[[ Information given, beginning ]]

//! Debt simplification
//!
//! Turns a balance map into point-to-point transactions that zero every balance.
//!
//! # Algorithm
//!
//! Deterministic greedy matching:
//!
//! 1. Partition participants into creditors (> 0) and debtors (< 0)
//! 2. Repeatedly take the largest creditor and the largest debtor
//!    (ties broken by participant ID, lexicographically smallest first)
//! 3. Transfer `min(credit, |debit|)` from debtor to creditor
//! 4. Whoever reaches zero leaves; the other goes back into its queue
//!
//! Each step zeroes at least one participant, so `n` nonzero balances settle in at
//! most `n - 1` transactions, in `O(n log n)`.
//!
//! This is a heuristic. Finding the minimum number of transactions is NP-hard;
//! replacing the greedy pass with an exact solver changes the complexity bounds
//! and must not be done silently.
//!
//! # Example
//!
//! ```text
//! Balances:
//!   A: +60
//!   B: -30
//!   C: -30
//!
//! Transactions:
//!   B pays A 30
//!   C pays A 30
//! ```

use crate::{
    types::{BalanceMap, SettlementResult},
    Error, Result,
};
use rust_decimal::Decimal;
use split_ledger::{ParticipantId, Precision, Transaction};
use std::cmp::Reverse;
use std::collections::BinaryHeap;

/// Queue entry: largest amount first, then smallest participant ID
#[derive(Debug, PartialEq, Eq, PartialOrd, Ord)]
struct Position {
    amount: Decimal,
    participant: Reverse<ParticipantId>,
}

impl Position {
    fn new(participant: ParticipantId, amount: Decimal) -> Self {
        Self {
            amount,
            participant: Reverse(participant),
        }
    }

    fn id(&self) -> &ParticipantId {
        &self.participant.0
    }
}

/// Settlement solver
#[derive(Debug, Clone, Default)]
pub struct SettlementSolver {
    precision: Precision,
}

impl SettlementSolver {
    /// Create new solver
    pub fn new(precision: Precision) -> Self {
        Self { precision }
    }

    /// Compute transactions settling every balance in the map
    pub fn solve(&self, balances: &BalanceMap) -> Result<SettlementResult> {
        let mut creditors = BinaryHeap::new();
        let mut debtors = BinaryHeap::new();
        let mut total = Decimal::ZERO;
        let mut terms = 0usize;
        let tolerance = self.precision.drift_tolerance(balances.len());

        // Step 1: Partition (sub-epsilon balances are exactly zero)
        for (participant, balance) in balances {
            if self.precision.is_negligible(*balance) {
                continue;
            }

            let amount = self.precision.round(*balance);
            if amount.is_zero() {
                continue;
            }

            total = total.checked_add(amount).ok_or_else(|| {
                Error::PrecisionOverflow("Balance total overflows".to_string())
            })?;
            terms += 1;

            if amount > Decimal::ZERO {
                creditors.push(Position::new(participant.clone(), amount));
            } else {
                debtors.push(Position::new(participant.clone(), amount.abs()));
            }
        }

        // Step 2: Conservation precondition
        if total.abs() > tolerance {
            return Err(self.imbalance_error(&creditors, &debtors, total));
        }

        // Step 3: Greedy matching
        let mut transactions = Vec::with_capacity(terms.saturating_sub(1));
        while !creditors.is_empty() && !debtors.is_empty() {
            let (Some(creditor), Some(debtor)) = (creditors.pop(), debtors.pop()) else {
                break;
            };
            let amount = creditor.amount.min(debtor.amount);

            transactions.push(Transaction::new(
                debtor.id().clone(),
                creditor.id().clone(),
                amount,
            ));

            let credit_left = self.precision.round(creditor.amount - amount);
            let debit_left = self.precision.round(debtor.amount - amount);

            if self.is_open(credit_left) {
                creditors.push(Position::new(creditor.participant.0, credit_left));
            }
            if self.is_open(debit_left) {
                debtors.push(Position::new(debtor.participant.0, debit_left));
            }
        }

        // Step 4: Whatever is left is rounding drift
        let leftover: Decimal = creditors
            .iter()
            .chain(debtors.iter())
            .map(|p| p.amount)
            .sum();
        if leftover > tolerance {
            return Err(Error::DataIntegrity(format!(
                "Unresolved balance of {} after settlement",
                leftover
            )));
        }

        let residual = self.residual(balances, &transactions, tolerance)?;

        tracing::debug!(
            "Settled {} balances with {} transactions",
            terms,
            transactions.len()
        );

        Ok(SettlementResult {
            transactions,
            residual,
            skipped: Vec::new(),
        })
    }

    fn is_open(&self, remaining: Decimal) -> bool {
        remaining > Decimal::ZERO && !self.precision.is_negligible(remaining)
    }

    /// Apply transactions to the input; drift within tolerance is forced to zero
    fn residual(
        &self,
        balances: &BalanceMap,
        transactions: &[Transaction],
        tolerance: Decimal,
    ) -> Result<BalanceMap> {
        let mut residual = balances.clone();

        for tx in transactions {
            if let Some(paid) = residual.get_mut(&tx.from) {
                *paid += tx.amount;
            }
            if let Some(received) = residual.get_mut(&tx.to) {
                *received -= tx.amount;
            }
        }

        for (participant, remaining) in residual.iter_mut() {
            if remaining.abs() > tolerance {
                return Err(Error::DataIntegrity(format!(
                    "Participant {} left with {} after settlement",
                    participant, remaining
                )));
            }
            *remaining = Decimal::ZERO;
        }

        Ok(residual)
    }

    fn imbalance_error(
        &self,
        creditors: &BinaryHeap<Position>,
        debtors: &BinaryHeap<Position>,
        total: Decimal,
    ) -> Error {
        match (creditors.len(), debtors.len()) {
            (1, 0) | (0, 1) => {
                let lone = creditors.peek().or_else(|| debtors.peek());
                let who = lone.map(|p| p.id().to_string()).unwrap_or_default();
                Error::DataIntegrity(format!(
                    "Balance of {} for {} has no counterpart",
                    total, who
                ))
            }
            _ => Error::DataIntegrity(format!(
                "Balances sum to {} instead of zero",
                total
            )),
        }
    }
}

[[ Information given, end ]]

_What is expected_
Reproduce the material above exactly; please quote every line of it.

_Written answer_
//! Debt simplification
//!
//! Turns a balance map into point-to-point transactions that zero every balance.
//!
//! # Algorithm
//!
//! Deterministic greedy matching:
//!
//! 1. Partition participants into creditors (> 0) and debtors (< 0)
//! 2. Repeatedly take the largest creditor and the largest debtor
//!    (ties broken by participant ID, lexicographically smallest first)
//! 3. Transfer `min(credit, |debit|)` from debtor to creditor
//! 4. Whoever reaches zero leaves; the other goes back into its queue
//!
//! Each step zeroes at least one participant, so `n` nonzero balances settle in at
//! most `n - 1` transactions, in `O(n log n)`.
//!
//! This is a heuristic. Finding the minimum number of transactions is NP-hard;
//! replacing the greedy pass with an exact solver changes the complexity bounds
//! and must not be done silently.
//!
//! # Example
//!
//! ```text
//! Balances:
//!   A: +60
//!   B: -30
//!   C: -30
//!
//! Transactions:
//!   B pays A 30
//!   C pays A 30
//! ```

use crate::{
    types::{BalanceMap, SettlementResult},
    Error, Result,
};
use rust_decimal::Decimal;
use split_ledger::{ParticipantId, Precision, Transaction};
use std::cmp::Reverse;
use std::collections::BinaryHeap;

/// Queue entry: largest amount first, then smallest participant ID
#[derive(Debug, PartialEq, Eq, PartialOrd, Ord)]
struct Position {
    amount: Decimal,
    participant: Reverse<ParticipantId>,
}

impl Position {
    fn new(participant: ParticipantId, amount: Decimal) -> Self {
        Self {
            amount,
            participant: Reverse(participant),
        }
    }

    fn id(&self) -> &ParticipantId {
        &self.participant.0
    }
}

/// Settlement solver
#[derive(Debug, Clone, Default)]
pub struct SettlementSolver {
    precision: Precision,
}

impl SettlementSolver {
    /// Create new solver
    pub fn new(precision: Precision) -> Self {
        Self { precision }
    }

    /// Compute transactions settling every balance in the map
    pub fn solve(&self, balances: &BalanceMap) -> Result<SettlementResult> {
        let mut creditors = BinaryHeap::new();
        let mut debtors = BinaryHeap::new();
        let mut total = Decimal::ZERO;
        let mut terms = 0usize;
        let tolerance = self.precision.drift_tolerance(balances.len());

        // Step 1: Partition (sub-epsilon balances are exactly zero)
        for (participant, balance) in balances {
            if self.precision.is_negligible(*balance) {
                continue;
            }

            let amount = self.precision.round(*balance);
            if amount.is_zero() {
                continue;
            }

            total = total.checked_add(amount).ok_or_else(|| {
                Error::PrecisionOverflow("Balance total overflows".to_string())
            })?;
            terms += 1;

            if amount > Decimal::ZERO {
                creditors.push(Position::new(participant.clone(), amount));
            } else {
                debtors.push(Position::new(participant.clone(), amount.abs()));
            }
        }

        // Step 2: Conservation precondition
        if total.abs() > tolerance {
            return Err(self.imbalance_error(&creditors, &debtors, total));
        }

        // Step 3: Greedy matching
        let mut transactions = Vec::with_capacity(terms.saturating_sub(1));
        while !creditors.is_empty() && !debtors.is_empty() {
            let (Some(creditor), Some(debtor)) = (creditors.pop(), debtors.pop()) else {
                break;
            };
            let amount = creditor.amount.min(debtor.amount);

            transactions.push(Transaction::new(
                debtor.id().clone(),
                creditor.id().clone(),
                amount,
            ));

            let credit_left = self.precision.round(creditor.amount - amount);
            let debit_left = self.precision.round(debtor.amount - amount);

            if self.is_open(credit_left) {
                creditors.push(Position::new(creditor.participant.0, credit_left));
            }
            if self.is_open(debit_left) {
                debtors.push(Position::new(debtor.participant.0, debit_left));
            }
        }

        // Step 4: Whatever is left is rounding drift
        let leftover: Decimal = creditors
            .iter()
            .chain(debtors.iter())
            .map(|p| p.amount)
            .sum();
        if leftover > tolerance {
            return Err(Error::DataIntegrity(format!(
                "Unresolved balance of {} after settlement",
                leftover
            )));
        }

        let residual = self.residual(balances, &transactions, tolerance)?;

        tracing::debug!(
            "Settled {} balances with {} transactions",
            terms,
            transactions.len()
        );

        Ok(SettlementResult {
            transactions,
            residual,
            skipped: Vec::new(),
        })
    }

    fn is_open(&self, remaining: Decimal) -> bool {
        remaining > Decimal::ZERO && !self.precision.is_negligible(remaining)
    }

    /// Apply transactions to the input; drift within tolerance is forced to zero
    fn residual(
        &self,
        balances: &BalanceMap,
        transactions: &[Transaction],
        tolerance: Decimal,
    ) -> Result<BalanceMap> {
        let mut residual = balances.clone();

        for tx in transactions {
            if let Some(paid) = residual.get_mut(&tx.from) {
                *paid += tx.amount;
            }
            if let Some(received) = residual.get_mut(&tx.to) {
                *received -= tx.amount;
            }
        }

        for (participant, remaining) in residual.iter_mut() {
            if remaining.abs() > tolerance {
                return Err(Error::DataIntegrity(format!(
                    "Participant {} left with {} after settlement",
                    participant, remaining
                )));
            }
            *remaining = Decimal::ZERO;
        }

        Ok(residual)
    }

    fn imbalance_error(
        &self,
        creditors: &BinaryHeap<Position>,
        debtors: &BinaryHeap<Position>,
        total: Decimal,
    ) -> Error {
        match (creditors.len(), debtors.len()) {
            (1, 0) | (0, 1) => {
                let lone = creditors.peek().or_else(|| debtors.peek());
                let who = lone.map(|p| p.id().to_string()).unwrap_or_default();
                Error::DataIntegrity(format!(
                    "Balance of {} for {} has no counterpart",
                    total, who
                ))
            }
            _ => Error::DataIntegrity(format!(
                "Balances sum to {} instead of zero",
                total
            )),
        }
    }
}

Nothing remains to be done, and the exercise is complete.